Lake Ontario, one of North America’s “greats”, forms much of the border between the Canadian province of the same name and the USA’s bellwether state of New York. Each of those is home to the largest metro in their respective nations: Toronto and NYC. Those, in turn, are home to some of the oldest and most successful pro sports franchises on the continent. You might think then that a team like Rochester Rhinos of the USL would easily get lost in that international and intercontinental shuffle.
But you would be wrong.
Somewhere on the road between two natural wonders, New York’s “finger lakes region” and Niagra Falls, sits the city of Rochester. It is, for now, home to one of the oldest soccer specific grounds in the USA, currently known as Capelli Sport Stadium. That name is just the latest in a string that the stadium has worn since it opened over a decade ago. The reason for the name changes is the other side of the Rhinos’ history.
Like the city itself the stadium ground is storied, yet soldiers on. It was a waterway and a subway in previous lives. Somehow it survived to step into the 21st Century on fresh legs. The USA and Canada are in the midst of a soccer boom now even as the new century gets onto its own legs. Yet there are now serious questions about whether CSS or even the Rhinos will survive into next year (2018).
Prior to the revelation of the club’s financial crisis, The Free Kicks Report asked 5 questions of Rhinos’ President Pat Ercoli. Here they are along with his answers in edited form:
The Rhinos won the USL Cup in 2015 and have advanced in the playoffs both years since. Rochester seems more like it would be a good place for an ice hockey team than a soccer team. What accounts for the Rhinos successes there?
[The success of the game in Rochester] dates back to the 60’s when the city hosted the Lancers, a team that helped save the NASL at the time. [The Lancers] played in the NASL against Péle [and the New York] Cosmos and was essentially part of a major league at the time. When they folded in 1980 pro soccer was gone for 15 years, but was resurrected in 1995 by the Rhinos. There was magic in a bottle at the time, MLS [had] just started and we were the first tenants in a new stadium and just started winning.
The USL is adding a Div III next year and a new USSF president could mean changes to the overall structure of the US soccer pyramid for men and women; as “new” owners and management (since 2016) does all of the change and expansion seem overwhelming or invigorating and why?
It’s exciting if the right owners are in place and the franchises are able to sustain themselves, otherwise, it could be very challenging and teams that are in the 2nd division will need to move down if they can’t meet the requirements.

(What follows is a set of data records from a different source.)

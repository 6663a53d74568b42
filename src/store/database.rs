//! SQLite-backed key-value store

use anyhow::{Context, Result};
use rusqlite::{params, Connection, OptionalExtension};
use std::collections::HashMap;
use std::path::Path;

/// Durable string-keyed storage
pub trait KeyValueStore {
    fn get(&self, key: &str) -> Result<Option<String>>;
    fn set(&mut self, key: &str, value: &str) -> Result<()>;
    fn remove(&mut self, key: &str) -> Result<()>;
}

/// Database handle
pub struct Database {
    conn: Connection,
}

impl Database {
    /// Open or create the store under the data directory
    pub fn open(data_dir: &Path) -> Result<Self> {
        std::fs::create_dir_all(data_dir)
            .with_context(|| format!("Failed to create data directory: {}", data_dir.display()))?;

        let db_path = data_dir.join("store.db");
        let conn = Connection::open(&db_path)
            .with_context(|| format!("Failed to open database: {}", db_path.display()))?;

        let db = Database { conn };
        db.initialize()?;

        Ok(db)
    }

    /// Open an in-memory database (for testing)
    #[cfg(test)]
    pub fn open_in_memory() -> Result<Self> {
        let conn = Connection::open_in_memory()?;
        let db = Database { conn };
        db.initialize()?;
        Ok(db)
    }

    fn initialize(&self) -> Result<()> {
        self.conn
            .execute_batch(
                r#"
            PRAGMA journal_mode = WAL;

            CREATE TABLE IF NOT EXISTS kv (
                key TEXT PRIMARY KEY,
                value TEXT NOT NULL,
                updated_at INTEGER NOT NULL
            );
        "#,
            )
            .context("Failed to initialize database schema")?;

        Ok(())
    }
}

impl KeyValueStore for Database {
    fn get(&self, key: &str) -> Result<Option<String>> {
        self.conn
            .query_row("SELECT value FROM kv WHERE key = ?", params![key], |row| row.get(0))
            .optional()
            .with_context(|| format!("Failed to read key '{}'", key))
    }

    fn set(&mut self, key: &str, value: &str) -> Result<()> {
        let now = chrono::Utc::now().timestamp();
        self.conn
            .execute(
                r#"INSERT INTO kv (key, value, updated_at) VALUES (?, ?, ?)
                   ON CONFLICT(key) DO UPDATE SET value = excluded.value, updated_at = excluded.updated_at"#,
                params![key, value, now],
            )
            .with_context(|| format!("Failed to write key '{}'", key))?;
        Ok(())
    }

    fn remove(&mut self, key: &str) -> Result<()> {
        self.conn
            .execute("DELETE FROM kv WHERE key = ?", params![key])
            .with_context(|| format!("Failed to remove key '{}'", key))?;
        Ok(())
    }
}

impl KeyValueStore for HashMap<String, String> {
    fn get(&self, key: &str) -> Result<Option<String>> {
        Ok(HashMap::get(self, key).cloned())
    }

    fn set(&mut self, key: &str, value: &str) -> Result<()> {
        self.insert(key.to_string(), value.to_string());
        Ok(())
    }

    fn remove(&mut self, key: &str) -> Result<()> {
        HashMap::remove(self, key);
        Ok(())
    }
}
/// Plastic moment with full shear connection.
///
/// When the slab can balance the whole profile the neutral axis lies in
/// the slab; otherwise the excess ΔF = Na,pl − Nc,f is taken by the top
/// flange, then the web.
pub fn calculate_moment(input: &BeamMomentInput) -> CalcResult<BeamMomentResult> {
    input.validate()?;
    let profile = ProfileDb::global().lookup(&input.profile)?;
    let fyd = input.steel.fyd();
    let fcd = input.concrete.fcd();
    let ha = profile.height_mm;
    let bf = profile.flange_width_mm;

    let steel_force = fyd.over(SqMm::from(profile.area)).value();
    let concrete_force = MegaPascals(0.85 * fcd.value())
        .over(SqMm(input.beff_mm * input.hc_mm))
        .value();

    let (neutral_axis, z_pl_mm, lever_arm_mm, moment_rd) = if concrete_force >= steel_force {
        let z_pl = steel_force / (0.85 * fcd.value() * input.beff_mm) * 1000.0;
        let d = ha / 2.0 + input.hc_mm + input.hp_mm - z_pl / 2.0;
        let moment = KiloNewtons(steel_force).times_lever(Millimeters(d)).value();
        (BeamNeutralAxis::Slab, z_pl, d, moment)
    } else {
        let delta_f = steel_force - concrete_force;
        // kN per mm of depth in both flange halves
        let flange_rate = 2.0 * bf * fyd.value() * 1e-3;
        let flange_force = flange_rate * profile.flange_thickness_mm;
        let steel_moment = profile.wpl_y.value() * fyd.value() * 1e-3;
        let slab_arm = ha / 2.0 + input.hp_mm + input.hc_mm / 2.0;

        let (axis, z_pl, moment) = if delta_f <= flange_force {
            let z_pl = delta_f / flange_rate;
            let moment = steel_moment + concrete_force * slab_arm / 1000.0
                - (delta_f / 2.0).powi(2) / flange_rate / 1000.0;
            (BeamNeutralAxis::TopFlange, z_pl, moment)
        } else {
            let web_rate = 2.0 * profile.web_thickness_mm * fyd.value() * 1e-3;
            let z_pl = profile.flange_thickness_mm + (delta_f - flange_force) / web_rate;
            let moment = steel_moment + concrete_force * slab_arm / 1000.0;
            (BeamNeutralAxis::Web, z_pl, moment)
        };
        (axis, z_pl, moment * 1000.0 / steel_force, moment)
    };

    let (ratio, verdict) = demand_verdict(input.moment_ed, moment_rd);
    Ok(BeamMomentResult {
        steel_force,
        concrete_force,
        neutral_axis,
        z_pl_mm,
        lever_arm_mm,
        moment_rd,
        ratio,
        verdict,
    })
}

// ============================================================================
// Shear
// ============================================================================

#[derive(Debug, Clone, PartialEq, Serialize, Deserialize)]
pub struct BeamShearInput {
    pub profile: String,
    pub steel: SteelGrade,
    #[serde(default)]
    pub shear_ed: Option<f64>,
}

impl BeamShearInput {
    pub const FIELDS: &'static [FieldSpec] = &[
        FieldSpec::choice("profile", "Steel profile", ChoiceSource::Profile),
        FieldSpec::choice("steel", "Steel grade", ChoiceSource::SteelGrade).or_default("S355"),
        FieldSpec::number("shear_ed", "Design shear V_Ed", "kN").optional(),
    ];

    pub fn from_form(values: &FormValues) -> CalcResult<Self> {
        Ok(Self {
            profile: values.text("profile")?.to_string(),
            steel: values
                .optional_choice("steel", SteelGrade::from_str_flexible)?
                .unwrap_or_default(),
            shear_ed: values.optional_number("shear_ed")?,
        })
    }

    pub fn validate(&self) -> CalcResult<()> {
        if let Some(v) = self.shear_ed {
            require_non_negative("shear_ed", v)?;
        }
        Ok(())
    }
}

#[derive(Debug, Clone, PartialEq, Serialize, Deserialize)]
pub struct BeamShearResult {
    /// Web height between flanges (mm)
    pub web_height_mm: f64,
    /// Shear area Av (mm²)
    pub shear_area: SqMm,
    pub shear_rd: f64,
    pub ratio: Option<f64>,
    pub verdict: Verdict,
}

impl BeamShearResult {
    pub fn passes(&self) -> bool {
        self.verdict.passes()
    }

    pub fn report(&self) -> Report {
        let mut report = Report::new("Vertical shear")
            .number("h_w", self.web_height_mm, 1, "mm")
            .number("A_v", self.shear_area.value(), 0, "mm²")
            .key_number("V_pl,Rd", self.shear_rd, 1, "kN");
        if let Some(ratio) = self.ratio {
            report = report.percent("Utilisation", ratio);
        }
        report.verdict(self.verdict.clone())
    }
}

/// V_pl,Rd = Av·fyd/√3 with Av = (h − 2tf)·tw
pub fn calculate_shear(input: &BeamShearInput) -> CalcResult<BeamShearResult> {
    input.validate()?;
    let profile = ProfileDb::global().lookup(&input.profile)?;
    let web_height_mm = profile.height_mm - 2.0 * profile.flange_thickness_mm;
    let shear_area = SqMm(web_height_mm * profile.web_thickness_mm);
    let shear_rd = MegaPascals(input.steel.fyd().value() / 3f64.sqrt())
        .over(shear_area)
        .value();
    let (ratio, verdict) = demand_verdict(input.shear_ed, shear_rd);
    Ok(BeamShearResult {
        web_height_mm,
        shear_area,
        shear_rd,
        ratio,
        verdict,
    })
}

// ============================================================================
// Shear connectors
// ============================================================================

/// Maximum longitudinal spacing of studs (mm)
pub const MAX_STUD_SPACING_MM: f64 = 800.0;

/// Which failure governs the stud resistance
#[derive(Debug, Clone, Copy, PartialEq, Eq, Serialize, Deserialize)]
#[serde(rename_all = "snake_case")]
pub enum StudFailure {
    Steel,
    Concrete,
}

#[derive(Debug, Clone, PartialEq, Serialize, Deserialize)]
pub struct ConnectorInput {
    /// Stud shank diameter d (mm)
    pub diameter_mm: f64,
    /// Overall stud height hsc (mm)
    pub height_mm: f64,
    /// Stud ultimate strength fu (MPa)
    #[serde(default = "default_stud_fu")]
    pub fu_mpa: f64,
    pub concrete: ConcreteClass,
    /// Longitudinal shear to transfer per half-span VL (kN)
    pub longitudinal_shear: f64,
    /// Degree of shear connection η
    #[serde(default = "default_degree")]
    pub degree: f64,
}

fn default_stud_fu() -> f64 {
    450.0
}

fn default_degree() -> f64 {
    1.0
}

impl ConnectorInput {
    pub const FIELDS: &'static [FieldSpec] = &[
        FieldSpec::number("diameter_mm", "Stud diameter d", "mm").or_default("19"),
        FieldSpec::number("height_mm", "Stud height h_sc", "mm").or_default("100"),
        FieldSpec::number("fu_mpa", "Stud strength f_u", "MPa").or_default("450"),
        FieldSpec::choice("concrete", "Concrete class", ChoiceSource::Concrete).or_default("C30/37"),
        FieldSpec::number("longitudinal_shear", "Longitudinal shear V_L", "kN"),
        FieldSpec::number("degree", "Degree of connection η", "").or_default("1.0"),
    ];

    pub fn from_form(values: &FormValues) -> CalcResult<Self> {
        Ok(Self {
            diameter_mm: values.number_or("diameter_mm", 19.0)?,
            height_mm: values.number_or("height_mm", 100.0)?,
            fu_mpa: values.number_or("fu_mpa", default_stud_fu())?,
            concrete: values
                .optional_choice("concrete", ConcreteClass::from_str_flexible)?
                .unwrap_or_default(),
            longitudinal_shear: values.number("longitudinal_shear")?,
            degree: values.number_or("degree", default_degree())?,
        })
    }

    pub fn validate(&self) -> CalcResult<()> {
        require_positive("diameter_mm", self.diameter_mm)?;
        require_positive("height_mm", self.height_mm)?;
        require_positive("fu_mpa", self.fu_mpa)?;
        require_positive("longitudinal_shear", self.longitudinal_shear)?;
        require_positive("degree", self.degree)?;
        if self.degree > 1.0 {
            return Err(CalcError::invalid_input(
                "degree",
                self.degree.to_string(),
                "degree of connection cannot exceed 1.0",
            ));
        }
        Ok(())
    }
}

#[derive(Debug, Clone, PartialEq, Serialize, Deserialize)]
pub struct ConnectorResult {
    /// hsc/d factor α
    pub alpha: f64,
    /// Shank shear failure (kN)
    pub prd_steel: f64,
    /// Concrete crushing (kN)
    pub prd_concrete: f64,
    pub prd: f64,
    pub failure: StudFailure,
    /// Studs per half-span
    pub per_half_span: u32,
    pub total: u32,
    pub max_spacing_mm: f64,
    pub slender_ratio: f64,
}

impl ConnectorResult {
    pub fn passes(&self) -> bool {
        self.verdict().passes()
    }

    pub fn verdict(&self) -> Verdict {
        if self.slender_ratio < 3.0 {
            Verdict::warning("h_sc/d < 3, stud too short")
        } else {
            Verdict::Pass(format!("{} studs on the beam", self.total))
        }
    }

    pub fn report(&self) -> Report {
        let failure = match self.failure {
            StudFailure::Steel => "steel shank",
            StudFailure::Concrete => "concrete",
        };
        Report::new("Shear connectors")
            .number("α", self.alpha, 2, "")
            .number("P_Rd,1 (steel)", self.prd_steel, 2, "kN")
            .number("P_Rd,2 (concrete)", self.prd_concrete, 2, "kN")
            .text("Governing failure", failure)
            .key_number("P_Rd", self.prd, 2, "kN")
            .number("Studs per half-span", f64::from(self.per_half_span), 0, "")
            .key_number("Studs on the beam", f64::from(self.total), 0, "")
            .number("Max. spacing", self.max_spacing_mm, 0, "mm")
            .verdict(self.verdict())
    }
}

Rhinos have a great history and a very loyal following; do you have any idea how it might impact fan support if there were also the opportunity to move up to the top flight as well as “go down” to USLD3? Do you think that might bring in new fans or just risk alienating the existing ones?
I think there’s a place for all teams. You need to establish a market with the understanding that you will play at the level that your fan base is willing to support.
Rhinos were the last non-MLS club to win the US Open Cup almost 20 years ago now; is it still important for USL/Div II clubs to compete in that tournament? Why or why not?
Yes, because we’d like to win it again and the single elimination format is exciting. Every year we wait to see when and if another lower division team can win it like us in 1999. Next year it will be 19 years, part of me would prefer it doesn’t happen so we could be the only team to have won [the Cup] since the inception of MLS.
Which USL team is Rochester’s greatest rival and why do you think that?
It used to be the Montreal Impact until they moved to the MLS. Today I would say NY Red Bulls II or Louisville City, because we either eliminated them or lost to them in the last three years from the playoffs.
Editorial comment (reader discretion advised)
The Rhinos would be a great loss to the USL and soccer in North America. The future has never been brighter for soccer in the USA in general. On top of which the northeast is primed to gain at least one new franchise above D3 very soon. Things are looking pretty bleak in Rochester at the moment. The club’s long-term (and two-term) manager, Bob Lilley, has already been spirited away to Pittsburgh for the coming season. As noted, the deadline for making the 2018 season a reality is passing even as I type this sentence. Also as noted, the ground on Oak Street is fairly well-built. Still, one wonders how this latest round of uncertainty might shake its foundation.